## Exercise brief
From the records below, transcribe exactly the lines that begin at the line with "ID to revoke" and end at the line with "details with warning", both included.

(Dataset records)
-- Opening Marker --

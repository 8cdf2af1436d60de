//! CLI administration tool for link-shortener.
//!
//! Provides commands for managing API tokens, viewing statistics,
//! and performing database operations without requiring HTTP API access.
//!
//! # Usage
//!
//! ```bash
//! # Create a new API token acting as "alice"
//! cargo run --bin admin -- token create --name "CI" --owner alice
//!
//! # Create an admin token
//! cargo run --bin admin -- token create --name "Ops" --owner ops --role admin
//!
//! # List all tokens
//! cargo run --bin admin -- token list
//!
//! # Revoke a token
//! cargo run --bin admin -- token revoke "CI"
//!
//! # View statistics
//! cargo run --bin admin -- stats
//!
//! # Check database connection
//! cargo run --bin admin -- db check
//! ```
//!
//! # Environment Variables
//!
//! - `DATABASE_URL` (required): PostgreSQL connection string
//! - `TOKEN_SIGNING_SECRET` (required for `token create`): must match the server's value

use link_shortener::application::services::auth_service::hash_token;
use link_shortener::domain::entities::Role;
use link_shortener::domain::repositories::{NewApiToken, TokenRepository};
use link_shortener::infrastructure::persistence::PgTokenRepository;
use link_shortener::utils::slug::generate_slug;

use anyhow::{Context, Result};
use clap::{Parser, Subcommand};
use colored::*;
use dialoguer::{Confirm, Input};
use sqlx::PgPool;
use std::sync::Arc;

const TOKEN_LEN: usize = 48;

/// CLI tool for managing link-shortener.
#[derive(Parser)]
#[command(name = "admin")]
#[command(author, version, about, long_about = None)]
struct Cli {
    #[command(subcommand)]
    command: Commands,
}

/// Top-level command groups.
#[derive(Subcommand)]
enum Commands {
    /// Manage API tokens
    Token {
        #[command(subcommand)]
        action: TokenAction,
    },

    /// Show statistics
    Stats {
        /// Number of most-clicked links to show
        #[arg(short, long, default_value_t = 5)]
        top: i64,
    },

    /// Database operations
    Db {
        #[command(subcommand)]
        action: DbAction,
    },
}

/// Token management subcommands.
#[derive(Subcommand)]
enum TokenAction {
    /// Create a new API token
    Create {
        /// Token name (e.g., "Production API", "Mobile App")
        #[arg(short, long)]
        name: Option<String>,

        /// Identity the token acts as; becomes the owner of links it creates
        #[arg(short, long)]
        owner: Option<String>,

        /// Caller role: member or admin
        #[arg(short, long, default_value = "member")]
        role: Role,

        /// Skip confirmation prompt
        #[arg(short = 'y', long)]
        yes: bool,
    },

    /// List all tokens
    List,

    /// Revoke a token
    Revoke {
        /// Token name or ID to revoke
        name_or_id: String,
    },
}

/// Database operation subcommands.
#[derive(Subcommand)]
enum DbAction {
    /// Check database connection
    Check,

    /// Show database info
    Info,
}

#[tokio::main]
async fn main() -> Result<()> {
    dotenvy::dotenv().ok();

    let cli = Cli::parse();

    let database_url = std::env::var("DATABASE_URL").context("DATABASE_URL must be set")?;

    let pool = PgPool::connect(&database_url)
        .await
        .context("Failed to connect to database")?;

    match cli.command {
        Commands::Token { action } => handle_token_action(action, &pool).await?,
        Commands::Stats { top } => handle_stats(&pool, top).await?,
        Commands::Db { action } => handle_db_action(action, &pool).await?,
    }

    Ok(())
}

/// Dispatches token management commands.
async fn handle_token_action(action: TokenAction, pool: &PgPool) -> Result<()> {
    let repo = Arc::new(PgTokenRepository::new(Arc::new(pool.clone())));

    match action {
        TokenAction::Create {
            name,
            owner,
            role,
            yes,
        } => {
            let secret = std::env::var("TOKEN_SIGNING_SECRET")
                .context("TOKEN_SIGNING_SECRET must be set")?;
            create_token(repo, &secret, name, owner, role, yes).await?;
        }
        TokenAction::List => {
            list_tokens(repo).await?;
        }
        TokenAction::Revoke { name_or_id } => {
            revoke_token(repo, name_or_id).await?;
        }
    }

    Ok(())
}

/// Creates a new API token with interactive prompts.
///
/// # Flow
///
/// 1. Prompt for token name and owner (or use provided)
/// 2. Generate a random token
/// 3. Display token details with warning
/// 4. Confirm creation (unless `--yes` flag)
/// 5. Store the HMAC-SHA256 hash with owner and role
/// 6. Display usage instructions
async fn create_token(
    repo: Arc<PgTokenRepository>,
    signing_secret: &str,
    name: Option<String>,
    owner: Option<String>,
    role: Role,
    skip_confirm: bool,
) -> Result<()> {
    println!("{}", "🔑 Create API Token".bright_blue().bold());
    println!();

    let token_name = match name {
        Some(n) => n,
        None => Input::new()
            .with_prompt("Token name")
            .with_initial_text("Production API")
            .interact_text()?,
    };

    let owner = match owner {
        Some(o) => o,
        None => Input::new().with_prompt("Owner").interact_text()?,
    };

    let token_value = generate_slug(&mut rand::rng(), TOKEN_LEN);

    println!();
    println!("{}", "Token details:".bright_white().bold());
    println!("  Name:  {}", token_name.cyan());
    println!("  Owner: {}", owner.cyan());
    println!("  Role:  {}", role.to_string().cyan());
    println!("  Token: {}", token_value.bright_yellow().bold());
    println!();
    println!(
        "{}",
        "⚠️  IMPORTANT: Save this token now! You won't be able to see it again."
            .red()
            .bold()
    );
    println!();

    if !skip_confirm {
        let confirmed = Confirm::new()
            .with_prompt("Create this token?")
            .default(true)
            .interact()?;

        if !confirmed {
            println!("{}", "❌ Cancelled".red());
            return Ok(());
        }
    }

    repo.create_token(NewApiToken {
        name: token_name,
        token_hash: hash_token(signing_secret, &token_value),
        owner,
        role,
    })
    .await
    .map_err(|e| anyhow::anyhow!("Failed to create token: {}", e))?;

    println!();
    println!("{}", "✅ Token created successfully!".green().bold());
    println!();
    println!("{}", "Example:".bright_white());
    println!(
        "  curl -H \"Authorization: Bearer {}\" -H \"Content-Type: application/json\" \\",
        token_value.bright_yellow()
    );
    println!("       -d '{{\"destination\": \"https://example.org\"}}' http://localhost:3000/api/links");
    println!();

    Ok(())
}

/// Lists all API tokens with status indicators.
async fn list_tokens(repo: Arc<PgTokenRepository>) -> Result<()> {
    println!("{}", "📋 API Tokens".bright_blue().bold());
    println!();

    let tokens = repo
        .list_tokens()
        .await
        .map_err(|e| anyhow::anyhow!("Failed to list tokens: {}", e))?;

    if tokens.is_empty() {
        println!("{}", "  No tokens found".yellow());
        println!();
        println!(
            "  Create one with: {} admin token create",
            "cargo run --bin".bright_cyan()
        );
        return Ok(());
    }

    println!(
        "  {:<4} {:<24} {:<16} {:<7} {:<17} {:<17} {}",
        "ID".bright_white().bold(),
        "Name".bright_white().bold(),
        "Owner".bright_white().bold(),
        "Role".bright_white().bold(),
        "Created".bright_white().bold(),
        "Last used".bright_white().bold(),
        "Status".bright_white().bold()
    );
    println!("  {}", "─".repeat(98).bright_black());

    for token in &tokens {
        let status = if token.revoked_at.is_some() {
            "REVOKED".red()
        } else {
            "ACTIVE".green()
        };

        let last_used = token
            .last_used_at
            .map(|t| t.format("%Y-%m-%d %H:%M").to_string())
            .unwrap_or_else(|| "never".to_string());

        println!(
            "  {:<4} {:<24} {:<16} {:<7} {:<17} {:<17} {}",
            token.id.to_string().bright_black(),
            token.name.cyan(),
            token.owner,
            token.role.as_str(),
            token
                .created_at
                .format("%Y-%m-%d %H:%M")
                .to_string()
                .bright_black(),
            last_used.bright_black(),
            status
        );
    }

    println!();
    println!(
        "  Total: {}",
        tokens.len().to_string().bright_white().bold()
    );
    println!();

    Ok(())
}

/// Revokes a token by name or ID with confirmation prompt.
///
/// Numeric input is looked up by ID, anything else by exact name.
async fn revoke_token(repo: Arc<PgTokenRepository>, name_or_id: String) -> Result<()> {
    println!("{}", "🔒 Revoke API Token".bright_blue().bold());
    println!();

    let token = match name_or_id.parse::<i64>() {
        Ok(id) => repo
            .find_by_id(id)
            .await
            .map_err(|e| anyhow::anyhow!("Database error: {}", e))?,
        Err(_) => repo
            .find_by_name(&name_or_id)
            .await
            .map_err(|e| anyhow::anyhow!("Database error: {}", e))?,
    };

    let token = token.context("Token not found")?;

    if token.revoked_at.is_some() {
        println!("{}", "⚠️  This token is already revoked".yellow());
        return Ok(());
    }

    println!("  Token: {}", token.name.cyan());
    println!("  Owner: {}", token.owner.cyan());
    println!("  ID:    {}", token.id.to_string().bright_black());
    println!();

    let confirmed = Confirm::new()
        .with_prompt("Revoke this token?")
        .default(false)
        .interact()?;

    if !confirmed {
        println!("{}", "❌ Cancelled".red());
        return Ok(());
    }

    repo.revoke_token(token.id)
        .await
        .map_err(|e| anyhow::anyhow!("Failed to revoke token: {}", e))?;

    println!();
    println!("{}", "✅ Token revoked successfully!".green().bold());
    println!();

    Ok(())
}

/// Displays system statistics and the most-clicked links.
async fn handle_stats(pool: &PgPool, top: i64) -> Result<()> {
    println!("{}", "📊 Statistics".bright_blue().bold());
    println!();

    let links_count: i64 = sqlx::query_scalar("SELECT COUNT(*) FROM links")
        .fetch_one(pool)
        .await?;

    let clicks_count: i64 = sqlx::query_scalar("SELECT COUNT(*) FROM link_clicks")
        .fetch_one(pool)
        .await?;

    let tokens_count: i64 =
        sqlx::query_scalar("SELECT COUNT(*) FROM api_tokens WHERE revoked_at IS NULL")
            .fetch_one(pool)
            .await?;

    println!(
        "  Links:         {}",
        links_count.to_string().bright_green().bold()
    );
    println!(
        "  Clicks:        {}",
        clicks_count.to_string().bright_green().bold()
    );
    println!(
        "  Active tokens: {}",
        tokens_count.to_string().bright_green().bold()
    );
    println!();

    if top <= 0 || links_count == 0 {
        return Ok(());
    }

    let top_links: Vec<(String, String, i64)> = sqlx::query_as(
        r#"
        SELECT l.slug, l.destination, COUNT(c.id) AS clicks
        FROM links l
        LEFT JOIN link_clicks c ON c.link_id = l.id
        GROUP BY l.id
        ORDER BY clicks DESC, l.created_at DESC
        LIMIT $1
        "#,
    )
    .bind(top)
    .fetch_all(pool)
    .await?;

    println!("{}", "  Top links:".bright_white().bold());
    for (slug, destination, clicks) in top_links {
        println!(
            "  {:>8}  {:<20} {}",
            clicks.to_string().bright_green(),
            slug.cyan(),
            destination.bright_black()
        );
    }
    println!();

    Ok(())
}

/// Handles database diagnostic commands.
async fn handle_db_action(action: DbAction, pool: &PgPool) -> Result<()> {
    match action {
        DbAction::Check => {
            println!("{}", "🔍 Checking database connection...".bright_blue());

            sqlx::query("SELECT 1").fetch_one(pool).await?;

            println!("{}", "✅ Database connection OK".green().bold());
        }
        DbAction::Info => {
            println!("{}", "ℹ️  Database Information".bright_blue().bold());
            println!();

            let version: String = sqlx::query_scalar("SELECT version()")
                .fetch_one(pool)
                .await?;

            let migrations: i64 = sqlx::query_scalar("SELECT COUNT(*) FROM _sqlx_migrations")
                .fetch_one(pool)
                .await
                .unwrap_or(0);

            println!("  PostgreSQL: {}", version.bright_white());
            println!("  Applied migrations: {}", migrations.to_string().bright_white());
            println!();
        }
    }

    Ok(())
}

-- Closing Marker --

## Response to the exercise
        /// Token name or ID to revoke
        name_or_id: String,
    },
}

/// Database operation subcommands.
#[derive(Subcommand)]
enum DbAction {
    /// Check database connection
    Check,

    /// Show database info
    Info,
}

#[tokio::main]
async fn main() -> Result<()> {
    dotenvy::dotenv().ok();

    let cli = Cli::parse();

    let database_url = std::env::var("DATABASE_URL").context("DATABASE_URL must be set")?;

    let pool = PgPool::connect(&database_url)
        .await
        .context("Failed to connect to database")?;

    match cli.command {
        Commands::Token { action } => handle_token_action(action, &pool).await?,
        Commands::Stats { top } => handle_stats(&pool, top).await?,
        Commands::Db { action } => handle_db_action(action, &pool).await?,
    }

    Ok(())
}

/// Dispatches token management commands.
async fn handle_token_action(action: TokenAction, pool: &PgPool) -> Result<()> {
    let repo = Arc::new(PgTokenRepository::new(Arc::new(pool.clone())));

    match action {
        TokenAction::Create {
            name,
            owner,
            role,
            yes,
        } => {
            let secret = std::env::var("TOKEN_SIGNING_SECRET")
                .context("TOKEN_SIGNING_SECRET must be set")?;
            create_token(repo, &secret, name, owner, role, yes).await?;
        }
        TokenAction::List => {
            list_tokens(repo).await?;
        }
        TokenAction::Revoke { name_or_id } => {
            revoke_token(repo, name_or_id).await?;
        }
    }

    Ok(())
}

/// Creates a new API token with interactive prompts.
///
/// # Flow
///
/// 1. Prompt for token name and owner (or use provided)
/// 2. Generate a random token
/// 3. Display token details with warning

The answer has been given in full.